Mike Smith is the general manager of the Dyersburg State Gazette, probably the most prominent local paper in Kenton Republican state Rep. Bill Sanderson’s West Tennessee district. Smith, a former sports writer, is also the managing editor of the Dyersburg State Gazette; he writes both columns and hard news for the paper.
I called up Smith — who was generally quite pleasant during our conversation — because he wrote a column about Sanderson on July 28, a few days after my reporting resulted in the legislator’s resignation. (Oddly, Sanderson told me his resignation was effective immediately, but per the State Gazette, it’s effective Sept. 5, resulting in an extra month of pay.) I got my start at a local weekly newspaper in Eatonton, Ga., so I know personally how hard so many small town newspaper staff members work to cover news that otherwise would never be reported. This is why I was amazed to read Smith’s column, “Sanderson forced to defend reputation following resignation,” in which he runs an unedited statement from the legislator, filled with inaccuracies, that calls the media “the enemy of the State.”

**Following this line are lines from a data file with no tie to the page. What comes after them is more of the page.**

//! Command-line entry point: computes the structural property table of a
//! directory of `.gr` instances.

use std::path::PathBuf;
use std::process::ExitCode;

use clap::Parser;
use tracing::{error, info};
use tracing_subscriber::EnvFilter;

use grprops::{driver, metrics};

#[derive(Parser)]
#[command(name = "grprops")]
#[command(about = "Computes structural graph properties of a directory of .gr instances")]
struct Cli {
    /// Directory containing the instance files; the report is written to
    /// `<dir>.csv` next to it
    instances: PathBuf,
}

fn main() -> ExitCode {
    tracing_subscriber::fmt()
        .with_env_filter(
            EnvFilter::try_from_default_env().unwrap_or_else(|_| EnvFilter::new("info")),
        )
        .init();

    let cli = Cli::parse();
    let registry = metrics::registry();

    match driver::run(&cli.instances, &registry) {
        Ok(summary) => {
            info!(report = %summary.report.display(), "report written");
            ExitCode::SUCCESS
        }
        Err(e) => {
            error!("{e}");
            ExitCode::FAILURE
        }
    }
}
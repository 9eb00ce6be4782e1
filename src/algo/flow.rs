/*!
# Vertex Connectivity via Unit Flows

Exact global **node connectivity** computed from maximum sets of internally
vertex-disjoint paths.

Every vertex `v` is split into `v_in` and `v_out` joined by a unit-capacity
arc; each undirected edge `{u, v}` becomes the arcs `u_out -> v_in` and
`v_out -> u_in`. A maximum `s_out -> t_in` flow in this network equals the
number of internally vertex-disjoint `s`-`t` paths. The global connectivity
is the minimum local connectivity over all non-adjacent pairs touching a
minimum-degree vertex and its neighborhood.

This is by far the most expensive metric in the crate (one flow computation
per candidate pair); large instances are expected to hit their time budget.
*/

use std::collections::VecDeque;

use itertools::Itertools;

use super::*;

const UNVISITED: u32 = u32::MAX;

/// Unit-capacity residual network on the node-split digraph of an undirected graph.
struct SplitNetwork {
    /// Arc indices per split node; the reverse of arc `a` is `a ^ 1`
    adj: Vec<Vec<u32>>,
    arc_to: Vec<u32>,
    arc_cap: Vec<u8>,
    init_cap: Vec<u8>,
}

impl SplitNetwork {
    fn new<G: AdjacencyList>(graph: &G) -> Self {
        let mut network = Self {
            adj: vec![Vec::new(); 2 * graph.len()],
            arc_to: Vec::new(),
            arc_cap: Vec::new(),
            init_cap: Vec::new(),
        };

        for v in graph.vertices() {
            network.add_arc(Self::node_in(v), Self::node_out(v), 1);
        }
        for Edge(u, v) in graph.edges(true) {
            if u == v {
                continue;
            }
            network.add_arc(Self::node_out(u), Self::node_in(v), 1);
            network.add_arc(Self::node_out(v), Self::node_in(u), 1);
        }

        network
    }

    fn node_in(v: Node) -> usize {
        2 * v as usize
    }

    fn node_out(v: Node) -> usize {
        2 * v as usize + 1
    }

    /// Adds an arc together with its residual reverse arc of capacity 0
    fn add_arc(&mut self, from: usize, to: usize, cap: u8) {
        let idx = self.arc_to.len() as u32;
        self.arc_to.push(to as u32);
        self.arc_cap.push(cap);
        self.adj[from].push(idx);

        self.arc_to.push(from as u32);
        self.arc_cap.push(0);
        self.adj[to].push(idx + 1);
    }

    /// Restores all capacities for the next flow computation
    fn reset(&mut self) {
        self.arc_cap.copy_from_slice(&self.init_cap);
    }

    /// Maximum number of internally vertex-disjoint paths between the
    /// distinct original nodes `s` and `t` (Edmonds-Karp, one BFS per unit).
    fn num_disjoint_paths(&mut self, s: Node, t: Node) -> NumNodes {
        debug_assert_ne!(s, t);
        let source = Self::node_out(s);
        let target = Self::node_in(t);

        let mut flow = 0;
        let mut pred_arc = vec![UNVISITED; self.adj.len()];
        loop {
            pred_arc.fill(UNVISITED);

            let mut queue = VecDeque::from(vec![source]);
            'bfs: while let Some(u) = queue.pop_front() {
                for &a in &self.adj[u] {
                    let w = self.arc_to[a as usize] as usize;
                    if self.arc_cap[a as usize] > 0 && pred_arc[w] == UNVISITED && w != source {
                        pred_arc[w] = a;
                        if w == target {
                            break 'bfs;
                        }
                        queue.push_back(w);
                    }
                }
            }

            if pred_arc[target] == UNVISITED {
                return flow;
            }

            // walk the augmenting path backwards and flip one unit of capacity
            let mut v = target;
            while v != source {
                let a = pred_arc[v] as usize;
                self.arc_cap[a] -= 1;
                self.arc_cap[a ^ 1] += 1;
                v = self.arc_to[a ^ 1] as usize;
            }
            flow += 1;
        }
    }
}

/// Exact global vertex connectivity.
pub trait NodeConnectivity: AdjacencyList + AdjacencyTest {
    /// Returns the minimum number of nodes whose removal disconnects the
    /// graph (or `n - 1` for complete graphs, 0 for disconnected ones).
    fn node_connectivity(&self) -> NumNodes {
        let n = self.number_of_nodes();
        if n <= 1 {
            return 0;
        }

        let mut network = SplitNetwork::new(self);

        // all candidate pairs touch a minimum-degree vertex or its neighborhood
        let v = self
            .vertices()
            .min_by_key(|&u| self.degree_of(u))
            .unwrap();
        let mut kappa = self.degree_of(v);

        for w in self.vertices() {
            if kappa == 0 {
                return 0;
            }
            if w != v && !self.has_edge(v, w) {
                network.reset();
                kappa = kappa.min(network.num_disjoint_paths(v, w));
            }
        }

        let neighbors = self.neighbors_of(v).collect_vec();
        for (&x, &y) in neighbors.iter().tuple_combinations() {
            if x != y && !self.has_edge(x, y) {
                network.reset();
                kappa = kappa.min(network.num_disjoint_paths(x, y));
            }
        }

        kappa
    }
}

impl<G> NodeConnectivity for G where G: AdjacencyList + AdjacencyTest {}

As I mentioned in my last post, Sanderson has hired a Milan, Tenn., attorney named Frederick H. Agee to send out cease and desist letters to other news outlets writing about Sanderson’s history of trying to pick up much younger men on Grindr. Agee, a former clerk in the legislature, seems to be barely competent at his job, as the letters he has sent are also filled with inaccuracies. But his personal attacks on me have resulted in at least two stories getting killed, at NBC Out and at Memphis’s Local 24 station. A third outlet, Raw Story, deleted their piece after getting Agee’s email, although you can find it archived here. And Agee’s threats have meant few news outlets in Tennessee amended their original reporting on Sanderson’s resignation to note why he was actually resigning — because he was a family values Republican who had been caught cheating on his wife with men almost three decades younger.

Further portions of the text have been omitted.